Posted to solr-user@lucene.apache.org by Yonik Seeley <ys...@gmail.com> on 2016/04/18 00:50:31 UTC

block join rollups

Hey folks, we're at the point of figuring out the API for block join
child rollups for the JSON Facet API.
We already have simple block join faceting:
http://yonik.com/solr-nested-objects/
So now we need an API to carry over more information from children to
parents (say rolling up average rating of all the reviews to the
corresponding parent book objects).

I've gathered some of my notes/thoughts on the API here:
https://issues.apache.org/jira/browse/SOLR-8998

Feedback welcome, and we can discuss here in this thread rather than
cluttering the JIRA.

-Yonik

Re: block join rollups

Posted by Nick Vasilyev <ni...@gmail.com>.
Hi Yonik,

Well, no one replied to this yet, so I thought I'd chime in with some of
the use cases that I am working with. Please note that I am lagging a big
behind the last few releases, so I haven't had time to experiment with Solr
5.3+, I am sure that some of this is included in there already and I am
very excited to play around with the new streaming API, json facets and SQL
interface when I have a bit more time.

I am indexing click stream data into Solr. Each set of records represents a
user's unique visit to our website. They all share a common session id, as
well as several session attributes, such as IP and user attributes if they
log in. Each record represents an individual action, such as a search,
product view or a visit to a particular page, all attributes and data
elements of each request are stored with each record, additionally, session
attributes get copied down to each event item. The current goal of this
system is to provide less tech savvy users with easy access to this data in
a way they can explore it and drill down on particular elements; we are
using Banana for this.

Currently, I have to copy a lot of session fields to each event so I can
filter on them, for example, show all searches for users associated with
organization X. This is super redundant and I am really looking for a
better way. It would be great if I could make parent document fields appear
as if they are a part of child documents.

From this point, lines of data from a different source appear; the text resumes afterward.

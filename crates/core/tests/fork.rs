//! Fork semantics: lineage crosses the session boundary, later activity in
//! the parent stays out of the fork.

mod common;

use std::sync::Arc;

use common::*;
use sb_core::runtime::turn::TurnOptions;
use sb_core::tools::{Tool, ToolOutcome};
use sb_domain::event::{EventBody, EventType};
use sb_domain::message::ToolDefinition;
use sb_domain::stream::RawUsage;
use sb_domain::token::ProviderKind;
use sb_events::AppendEvent;

struct EchoTool;

#[async_trait::async_trait]
impl Tool for EchoTool {
    fn definition(&self) -> ToolDefinition {
        ToolDefinition {
            name: "echo".into(),
            description: "echoes its arguments".into(),
            parameters: serde_json::json!({"type": "object"}),
            independent: false,
        }
    }
    async fn run(
        &self,
        arguments: serde_json::Value,
        _cancel: sb_core::runtime::cancel::CancelToken,
    ) -> sb_domain::Result<ToolOutcome> {
        Ok(ToolOutcome::ok(arguments.to_string()))
    }
}

async fn run_tool_turn(h: &Harness, session_id: &str) {
    h.provider.push_tool_turn(
        "checking",
        "call-1",
        "echo",
        serde_json::json!({"q": 1}),
        RawUsage {
            input_tokens: 40,
            output_tokens: 8,
            ..Default::default()
        },
    );
    h.provider.push_text_turn("all done", 60, 10);
    h.orchestrator
        .prompt(session_id, "use the tool", TurnOptions::default())
        .await
        .unwrap();
    wait_for_event(h, session_id, EventType::StreamTurnEnd).await;
}

// ── Scenario: fork after a tool result ───────────────────────────────

#[tokio::test]
async fn fork_at_tool_result_carries_lineage_but_not_later_events() {
    let h = harness(ProviderKind::Openai, 100_000, vec![Arc::new(EchoTool)]);
    let parent = create_session(&h, ProviderKind::Openai).await;
    run_tool_turn(&h, &parent.id).await;

    let result_event = events_of_type(&h, &parent.id, EventType::ToolResult)
        .pop()
        .unwrap();
    let assistant_event = events_of_type(&h, &parent.id, EventType::MessageAssistant)
        .into_iter()
        .next()
        .unwrap();

    let fork = h
        .orchestrator
        .fork_session(&result_event.id, Some("branch".into()))
        .await
        .unwrap();
    assert_eq!(fork.parent_session_id.as_deref(), Some(parent.id.as_str()));

    let fork_root = all_events(&h, &fork.id).into_iter().next().unwrap();
    assert_eq!(fork_root.event_type(), EventType::SessionFork);
    assert_eq!(fork_root.parent_id, Some(result_event.id));

    let ancestors = h
        .orchestrator
        .state()
        .store
        .get_ancestors(&fork_root.id)
        .unwrap();
    assert!(ancestors.iter().any(|e| e.id == assistant_event.id));
    assert!(ancestors.iter().any(|e| e.id == result_event.id));

    // New results in the parent after the fork never join the fork's chain.
    let late = h
        .orchestrator
        .state()
        .store
        .append(AppendEvent {
            session_id: parent.id.clone(),
            body: EventBody::ToolResult {
                tool_call_id: "call-2".into(),
                content: "late".into(),
                is_error: false,
            },
            parent_id: None,
        })
        .unwrap();
    let ancestors = h
        .orchestrator
        .state()
        .store
        .get_ancestors(&fork_root.id)
        .unwrap();
    assert!(!ancestors.iter().any(|e| e.id == late.id));
}

// ── Fork at a tool-use assistant before any result ───────────────────

#[tokio::test]
async fn fork_at_pending_tool_use_sees_no_results() {
    let h = harness(ProviderKind::Openai, 100_000, vec![Arc::new(EchoTool)]);
    let parent = create_session(&h, ProviderKind::Openai).await;
    run_tool_turn(&h, &parent.id).await;

    // The tool-use assistant message predates its tool.result in the chain.
    let assistant_event = events_of_type(&h, &parent.id, EventType::MessageAssistant)
        .into_iter()
        .next()
        .unwrap();
    let fork = h
        .orchestrator
        .fork_session(&assistant_event.id, None)
        .await
        .unwrap();
    let fork_root = all_events(&h, &fork.id).into_iter().next().unwrap();

    let ancestors = h
        .orchestrator
        .state()
        .store
        .get_ancestors(&fork_root.id)
        .unwrap();
    assert!(ancestors
        .iter()
        .all(|e| e.event_type() != EventType::ToolResult));

    // Results recorded in the parent afterwards stay invisible.
    let ancestors_after = h
        .orchestrator
        .state()
        .store
        .get_ancestors(&fork_root.id)
        .unwrap();
    assert!(ancestors_after
        .iter()
        .all(|e| e.event_type() != EventType::ToolResult));
}

// ── Fork buffer is the ancestors' projection ─────────────────────────

#[tokio::test]
async fn fork_buffer_matches_projection() {
    let h = harness(ProviderKind::Openai, 100_000, vec![]);
    let parent = create_session(&h, ProviderKind::Openai).await;

    h.provider.push_text_turn("reply one", 30, 5);
    h.orchestrator
        .prompt(&parent.id, "question one", TurnOptions::default())
        .await
        .unwrap();
    wait_for_event(&h, &parent.id, EventType::StreamTurnEnd).await;

    let pivot = events_of_type(&h, &parent.id, EventType::MessageAssistant)
        .pop()
        .unwrap();
    let fork = h.orchestrator.fork_session(&pivot.id, None).await.unwrap();

    let active = h.orchestrator.require_active(&fork.id).await.unwrap();
    let ctx = active.context.lock();
    let messages = ctx.messages();
    assert_eq!(messages.len(), 2);
    assert_eq!(messages[0].content.text(), Some("question one"));
    assert_eq!(messages[1].content.extract_all_text(), "reply one");
}
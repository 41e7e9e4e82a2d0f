//! The provider seam: a streaming-generator interface every concrete model
//! binding implements, a registry that resolves `provider/model` specs, the
//! retry policy for transient stream-open failures, and a deterministic
//! scripted provider for tests and offline runs.
//!
//! Concrete HTTP bindings (Anthropic, OpenAI, Google) live outside the core
//! and plug in through [`Provider`].

pub mod registry;
pub mod retry;
pub mod scripted;
pub mod traits;

pub use registry::ProviderRegistry;
pub use retry::open_stream_with_retry;
pub use scripted::ScriptedProvider;
pub use traits::{ChunkStream, Provider, ProviderRequest};
//! Knowledge base statistics

use anyhow::Result;
use colored::Colorize;

use knowledge_rag::core::paths::DataPaths;
use knowledge_rag::KnowledgeBase;

use super::preview;

pub fn run(paths: &DataPaths, recent: usize, json: bool) -> Result<()> {
    let kb = KnowledgeBase::open(paths)?;
    let stats = kb.stats()?;
    let training = kb.training_stats()?;
    let recent_entries = kb.recent(recent)?;

    if json {
        let output = serde_json::json!({
            "entries": stats,
            "training": training,
            "recent": recent_entries,
        });
        println!("{}", serde_json::to_string_pretty(&output)?);
        return Ok(());
    }

    println!("{}", "Knowledge Base Statistics".bold());
    println!("{}", "=".repeat(50));
    println!();
    println!("Entries:   {}", stats.total.to_string().cyan().bold());
    println!("  {} from documents", stats.documents);
    println!("  {} from users", stats.user);
    println!("  {} popular (used more than 5 times)", stats.popular);
    if let Some(last) = stats.last_used {
        println!("Last used: {}", last.format("%Y-%m-%d %H:%M:%S UTC"));
    }

    if !stats.top_questions.is_empty() {
        println!();
        println!("{}", "Top questions".cyan());
        for (question, count) in &stats.top_questions {
            println!("  {} {}", format!("{:>4}×", count).dimmed(), preview(question, 70));
        }
    }

    println!();
    println!(
        "{} {} files processed, {} chunks",
        "Documents:".cyan(),
        training.files,
        training.chunks
    );
    for file in &training.recent {
        println!(
            "  {} {} ({}, {} chunks)",
            file.processed_at.format("%Y-%m-%d %H:%M").to_string().dimmed(),
            file.filename,
            file.file_type,
            file.chunks_count
        );
    }

    if !recent_entries.is_empty() {
        println!();
        println!("{}", "Recently used".cyan());
        for entry in &recent_entries {
            let text = entry.comparison_text().unwrap_or("");
            println!(
                "  {} {} {}",
                format!("#{}", entry.id).dimmed(),
                preview(text, 70),
                format!("({}, {}×)", entry.source, entry.usage_count).dimmed()
            );
        }
    }

    Ok(())
}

Additionally, I am counting various events for each session during
processing. For example, I count the number of searches, product views, add
to carts, etc... This information is also indexed in each record. This
allows me to pull up specific events (like product views) where the number
of searches in a given session is greater than X. However, again, indexing
this information for each event creates a lot of redundancy.

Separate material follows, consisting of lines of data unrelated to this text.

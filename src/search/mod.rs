//! Retrieval core
//!
//! - `store`: SQLite-backed knowledge entries
//! - `embedding`: provider seam and the built-in harmonic embedder
//! - `chunker`: sentence-aware document chunking
//! - `retrieval`: hybrid scoring with threshold fallback
//! - `ingest`: entries from Q/A pairs and documents
//! - `maintenance`: usage-based eviction
//! - `context`: prompt context assembly
//! - `engine`: the [`KnowledgeBase`] facade tying it together

pub mod chunker;
pub mod context;
pub mod embedding;
pub mod engine;
pub mod ingest;
pub mod maintenance;
pub mod retrieval;
pub mod store;

#[cfg(test)]
pub(crate) mod testing;

pub use context::assemble_context;
pub use embedding::{
    cosine_similarity, embed_or_zero, EmbeddingProvider, HarmonicEmbedder, EMBEDDING_DIM,
};
pub use engine::KnowledgeBase;
pub use ingest::{
    DocumentKind, DocumentText, IngestReport, IngestRequest, Ingestor, TagGenerator, TopicTagger,
};
pub use maintenance::{EvictionReport, Maintenance};
pub use retrieval::{Boosts, Retriever, SearchParams};
pub use store::{KnowledgeStore, NewEntry, StoreStats, TrainingStats};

Finally, a slightly different use cases involves running functions on items
in a group (even if they aren't a part of the result set) and returning
that as a part of the document. Almost like a dynamically generated
document, based on aggregations from child documents. This is currently
somewhat available, but I can't include it in sort. For example, I am
grouping items on a field, I want to get the minimum value of a field per
group and sort the result (of groups) on that calculated value.

I am not sure if this helps you at all, but wanted to share some of my pain
points, hope it helps.

On Sun, Apr 17, 2016 at 6:50 PM, Yonik Seeley <ys...@gmail.com> wrote:

> Hey folks, we're at the point of figuring out the API for block join
> child rollups for the JSON Facet API.
> We already have simple block join faceting:
> http://yonik.com/solr-nested-objects/
> So now we need an API to carry over more information from children to
> parents (say rolling up average rating of all the reviews to the
> corresponding parent book objects).
>
> I've gathered some of my notes/thoughts on the API here:
> https://issues.apache.org/jira/browse/SOLR-8998
>
> Feedback welcome, and we can discuss here in this thread rather than
> cluttering the JIRA.
>
> -Yonik
>